— WHAT IS EXPECTED —
The lines from the top of the records below through the one containing "pub mod wxr;" are to be transcribed exactly, and nothing else is to be added.

— GIVEN DATA —
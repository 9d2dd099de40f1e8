//! Feature extraction for WordPress integration pages built from Popup Maker blocks.
//!
//! Post content is parsed into a block tree ([`parser::blocks`]), integration feature blocks
//! are extracted into categories ([`parser::extract`]), and the results are exposed through
//! [`features::FeatureParser`], the cross-document [`index`] and the [`query`] layer.

pub mod cache;
pub mod db;
pub mod features;
pub mod index;
pub mod model;
pub mod parser;
pub mod query;
pub mod settings;
pub mod source;
pub mod wp_api;
pub mod wxr;
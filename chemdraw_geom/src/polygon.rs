// Copyright 2025 the Chemdraw Authors
// SPDX-License-Identifier: Apache-2.0 OR MIT

//! Point queries against closed polygons given as vertex slices.

#[cfg(not(feature = "std"))]
use kurbo::common::FloatFuncs as _;
use kurbo::{Line, ParamCurveNearest, Point};

/// Iterates the closed edges `(p[i], p[i + 1])` of a polygon, wrapping around
/// to the first vertex.
pub fn polygon_edges(polygon: &[Point]) -> impl Iterator<Item = (Point, Point)> + '_ {
    let n = polygon.len();
    (0..n).map(move |i| (polygon[i], polygon[(i + 1) % n]))
}

/// Winding-number containment test. Works for convex and concave polygons of
/// either orientation; polygons with fewer than three vertices contain
/// nothing.
#[must_use]
pub fn polygon_contains(polygon: &[Point], pt: Point) -> bool {
    if polygon.len() < 3 {
        return false;
    }
    let mut winding: i32 = 0;
    for (a, b) in polygon_edges(polygon) {
        let cross = (b - a).cross(pt - a);
        if a.y <= pt.y {
            if b.y > pt.y && cross > 0.0 {
                winding += 1;
            }
        } else if b.y <= pt.y && cross < 0.0 {
            winding -= 1;
        }
    }
    winding != 0
}

/// Distance from `pt` to the nearest edge of `polygon`.
///
/// Returns `None` for an empty polygon. A single vertex is treated as a point
/// and two vertices as a segment.
#[must_use]
pub fn distance_to_polygon(polygon: &[Point], pt: Point) -> Option<f64> {
    match polygon.len() {
        0 => None,
        1 => Some(polygon[0].distance(pt)),
        _ => polygon_edges(polygon)
            .map(|(a, b)| Line::new(a, b).nearest(pt, 0.).distance_sq.sqrt())
            .reduce(f64::min),
    }
}
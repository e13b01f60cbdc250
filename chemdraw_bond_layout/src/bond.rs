// Copyright 2025 the Chemdraw Authors
// SPDX-License-Identifier: Apache-2.0 OR MIT

//! Input description of a single bond and its surroundings.

use core::fmt;

#[cfg(not(feature = "std"))]
use kurbo::common::FloatFuncs as _;
use kurbo::{Point, Vec2};
use smallvec::SmallVec;

use chemdraw_hull::AtomHull;

/// Bond order as drawn.
///
/// Half orders are drawn like the next whole order with one line dashed by
/// the renderer; order zero is drawn like a single bond.
#[derive(Clone, Copy, Debug, Default, Eq, PartialEq, Hash)]
pub enum BondOrder {
    /// Zero-order (dative/ionic placeholder) bond.
    Zero,
    /// Half bond.
    Half,
    /// Single bond.
    #[default]
    Single,
    /// Aromatic or delocalised bond.
    OneAndHalf,
    /// Double bond.
    Double,
    /// Two-and-a-half bond.
    TwoAndHalf,
    /// Triple bond.
    Triple,
}

impl BondOrder {
    const ALL: [Self; 7] = [
        Self::Zero,
        Self::Half,
        Self::Single,
        Self::OneAndHalf,
        Self::Double,
        Self::TwoAndHalf,
        Self::Triple,
    ];

    /// The numeric order.
    #[must_use]
    pub const fn value(self) -> f64 {
        match self {
            Self::Zero => 0.0,
            Self::Half => 0.5,
            Self::Single => 1.0,
            Self::OneAndHalf => 1.5,
            Self::Double => 2.0,
            Self::TwoAndHalf => 2.5,
            Self::Triple => 3.0,
        }
    }
}

/// Error returned when a numeric bond order is not one of
/// `0, 0.5, 1, 1.5, 2, 2.5, 3`.
#[derive(Clone, Copy, PartialEq)]
pub struct UnknownBondOrder(pub f64);

impl fmt::Debug for UnknownBondOrder {
    fn fmt(&self, f: &mut fmt::Formatter<'_>) -> fmt::Result {
        write!(f, "UnknownBondOrder({})", self.0)
    }
}

impl fmt::Display for UnknownBondOrder {
    fn fmt(&self, f: &mut fmt::Formatter<'_>) -> fmt::Result {
        write!(f, "bond order {} is not one of 0, 0.5, 1, 1.5, 2, 2.5, 3", self.0)
    }
}

impl core::error::Error for UnknownBondOrder {}

impl TryFrom<f64> for BondOrder {
    type Error = UnknownBondOrder;

    fn try_from(value: f64) -> Result<Self, Self::Error> {
        Self::ALL
            .into_iter()
            .find(|order| (order.value() - value).abs() < 1e-6)
            .ok_or(UnknownBondOrder(value))
    }
}

/// Stereochemistry rendering of a bond.
#[derive(Clone, Copy, Debug, Default, Eq, PartialEq, Hash)]
pub enum BondStereo {
    /// No stereo information.
    #[default]
    None,
    /// Solid wedge, substituent towards the viewer.
    Wedge,
    /// Hashed wedge, substituent away from the viewer.
    Hatch,
    /// Bold bond.
    Thick,
    /// Undefined stereochemistry (wavy single, crossed double).
    Indeterminate,
}

impl BondStereo {
    /// Whether this is a wedge or hatch, the two kinds sharing a wedge outline.
    #[must_use]
    pub const fn is_wedge_like(self) -> bool {
        matches!(self, Self::Wedge | Self::Hatch)
    }
}

/// Which side of the bond axis the extra lines of a double bond go.
///
/// `Clockwise` is the side [`chemdraw_geom::perpendicular`] of the principal
/// vector points to (clockwise on a Y-down canvas).
#[derive(Clone, Copy, Debug, Default, Eq, PartialEq, Hash)]
pub enum Placement {
    /// Let ring membership decide, or centre the lines on the axis.
    #[default]
    None,
    /// Towards the perpendicular side.
    Clockwise,
    /// Away from the perpendicular side.
    Anticlockwise,
}

/// How a neighbouring bond is oriented relative to the shared atom.
#[derive(Clone, Copy, Debug, Eq, PartialEq, Hash)]
pub enum NeighbourDirection {
    /// The neighbouring bond starts at the shared atom.
    Outgoing,
    /// The neighbouring bond ends at the shared atom.
    Incoming,
}

/// Another bond incident on one of this bond's atoms.
#[derive(Clone, Copy, Debug, PartialEq)]
pub struct Neighbour {
    /// Position of the neighbouring bond's other atom.
    pub far: Point,
    /// Order of the neighbouring bond.
    pub order: BondOrder,
    /// Stereo of the neighbouring bond.
    pub stereo: BondStereo,
    /// Orientation of the neighbouring bond at the shared atom.
    pub direction: NeighbourDirection,
}

impl Neighbour {
    /// A plain single bond to `far`, starting at the shared atom.
    #[must_use]
    pub const fn single(far: Point) -> Self {
        Self {
            far,
            order: BondOrder::Single,
            stereo: BondStereo::None,
            direction: NeighbourDirection::Outgoing,
        }
    }

    /// Returns this neighbour with `stereo` and `direction` replaced.
    #[must_use]
    pub const fn with_stereo(mut self, stereo: BondStereo, direction: NeighbourDirection) -> Self {
        self.stereo = stereo;
        self.direction = direction;
        self
    }

    /// Single order with no stereo.
    #[must_use]
    pub fn is_plain_single(&self) -> bool {
        self.order == BondOrder::Single && self.stereo == BondStereo::None
    }

    /// A single-order wedge or hatch whose wide end sits on the shared atom.
    #[must_use]
    pub fn is_wedge_ending_here(&self) -> bool {
        self.order == BondOrder::Single
            && self.stereo.is_wedge_like()
            && self.direction == NeighbourDirection::Incoming
    }

    /// A single-order thick bond.
    #[must_use]
    pub fn is_thick(&self) -> bool {
        self.order == BondOrder::Single && self.stereo == BondStereo::Thick
    }
}

/// One end of a bond: its atom and what surrounds it.
#[derive(Clone, Debug, PartialEq)]
pub struct BondEnd {
    /// Atom centre.
    pub position: Point,
    /// Hull of the atom's rendered label; empty when nothing is drawn.
    pub hull: AtomHull,
    /// Whether the atom is a carbon.
    pub carbon: bool,
    /// Other bonds on this atom, excluding the bond being laid out.
    pub neighbours: SmallVec<[Neighbour; 4]>,
}

impl BondEnd {
    /// An unlabelled carbon at `position` with no other bonds.
    #[must_use]
    pub fn new(position: Point) -> Self {
        Self {
            position,
            hull: AtomHull::empty(),
            carbon: true,
            neighbours: SmallVec::new(),
        }
    }

    /// Returns this end with `hull` as the atom hull.
    #[must_use]
    pub fn with_hull(mut self, hull: AtomHull) -> Self {
        self.hull = hull;
        self
    }

    /// Returns this end marked as a non-carbon atom.
    #[must_use]
    pub fn heteroatom(mut self) -> Self {
        self.carbon = false;
        self
    }

    /// Returns this end with one more neighbouring bond.
    #[must_use]
    pub fn with_neighbour(mut self, neighbour: Neighbour) -> Self {
        self.neighbours.push(neighbour);
        self
    }

    /// A carbon with no visible label.
    #[must_use]
    pub fn is_bare_carbon(&self) -> bool {
        self.carbon && self.hull.is_empty()
    }
}

/// Everything needed to lay out one bond.
#[derive(Clone, Debug, PartialEq)]
pub struct BondSpec {
    /// Start atom; the wedge apex for wedge and hatch bonds.
    pub start: BondEnd,
    /// End atom; the wide end for wedge and hatch bonds.
    pub end: BondEnd,
    /// Bond order.
    pub order: BondOrder,
    /// Stereo rendering.
    pub stereo: BondStereo,
    /// Side of the extra lines of a double bond.
    pub placement: Placement,
    /// Centroid of the (smallest) ring containing the bond.
    pub ring_centroid: Option<Point>,
    /// Centroid of a second ring containing the bond, for fused systems.
    pub secondary_ring_centroid: Option<Point>,
    /// Gap between a label hull and the drawn bond end.
    pub standoff: f64,
    /// Reference bond length all offsets scale with.
    pub bond_length: f64,
}

impl BondSpec {
    /// A bond with no stereo, placement, ring or standoff.
    #[must_use]
    pub fn new(start: BondEnd, end: BondEnd, order: BondOrder, bond_length: f64) -> Self {
        Self {
            start,
            end,
            order,
            stereo: BondStereo::None,
            placement: Placement::None,
            ring_centroid: None,
            secondary_ring_centroid: None,
            standoff: 0.0,
            bond_length,
        }
    }

    /// Returns this bond with `stereo` set.
    #[must_use]
    pub fn with_stereo(mut self, stereo: BondStereo) -> Self {
        self.stereo = stereo;
        self
    }

    /// Returns this bond with `placement` set.
    #[must_use]
    pub fn with_placement(mut self, placement: Placement) -> Self {
        self.placement = placement;
        self
    }

    /// Returns this bond with a primary ring centroid.
    #[must_use]
    pub fn with_ring_centroid(mut self, centroid: Point) -> Self {
        self.ring_centroid = Some(centroid);
        self
    }

    /// Returns this bond with a secondary ring centroid.
    #[must_use]
    pub fn with_secondary_ring_centroid(mut self, centroid: Point) -> Self {
        self.secondary_ring_centroid = Some(centroid);
        self
    }

    /// Returns this bond with `standoff` set.
    #[must_use]
    pub fn with_standoff(mut self, standoff: f64) -> Self {
        self.standoff = standoff;
        self
    }

    /// Vector from the start atom to the end atom, before trimming.
    #[must_use]
    pub fn principal(&self) -> Vec2 {
        self.end.position - self.start.position
    }
}

#[cfg(test)]
mod tests {
    use super::*;

    #[test]
    fn numeric_orders_round_trip() {
        for order in BondOrder::ALL {
            assert_eq!(BondOrder::try_from(order.value()), Ok(order));
        }
    }

    #[test]
    fn unknown_order_is_rejected() {
        let err = BondOrder::try_from(4.0).unwrap_err();
        assert_eq!(err, UnknownBondOrder(4.0));
        assert!(BondOrder::try_from(f64::NAN).is_err());
        assert!(BondOrder::try_from(1.25).is_err());
    }

    #[test]
    fn unknown_order_message_names_value() {
        extern crate std;
        use std::string::ToString;
        let msg = UnknownBondOrder(7.0).to_string();
        assert!(msg.contains('7'), "message should mention the value: {msg}");
    }

    #[test]
    fn neighbour_predicates() {
        let far = Point::new(1.0, 0.0);
        assert!(Neighbour::single(far).is_plain_single());
        let wedge = Neighbour::single(far).with_stereo(BondStereo::Hatch, NeighbourDirection::Incoming);
        assert!(wedge.is_wedge_ending_here());
        assert!(!wedge.is_plain_single());
        let apex_here = wedge.with_stereo(BondStereo::Wedge, NeighbourDirection::Outgoing);
        assert!(!apex_here.is_wedge_ending_here());
        assert!(Neighbour::single(far).with_stereo(BondStereo::Thick, NeighbourDirection::Outgoing).is_thick());
    }

    #[test]
    fn bare_carbon_requires_carbon_and_no_hull() {
        let end = BondEnd::new(Point::ZERO);
        assert!(end.is_bare_carbon());
        assert!(!end.clone().heteroatom().is_bare_carbon());
        let labelled = end.with_hull(AtomHull::from_points([
            Point::new(-1.0, -1.0),
            Point::new(1.0, -1.0),
            Point::new(0.0, 1.0),
        ]));
        assert!(!labelled.is_bare_carbon());
    }
}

— REPLY —
repository 9d2dd099de40f1e8
//! Feature extraction for WordPress integration pages built from Popup Maker blocks.
//!
//! Post content is parsed into a block tree ([`parser::blocks`]), integration feature blocks
//! are extracted into categories ([`parser::extract`]), and the results are exposed through
//! [`features::FeatureParser`], the cross-document [`index`] and the [`query`] layer.

pub mod cache;
pub mod db;
pub mod features;
pub mod index;
pub mod model;
pub mod parser;
pub mod query;
pub mod settings;
pub mod source;
pub mod wp_api;
pub mod wxr;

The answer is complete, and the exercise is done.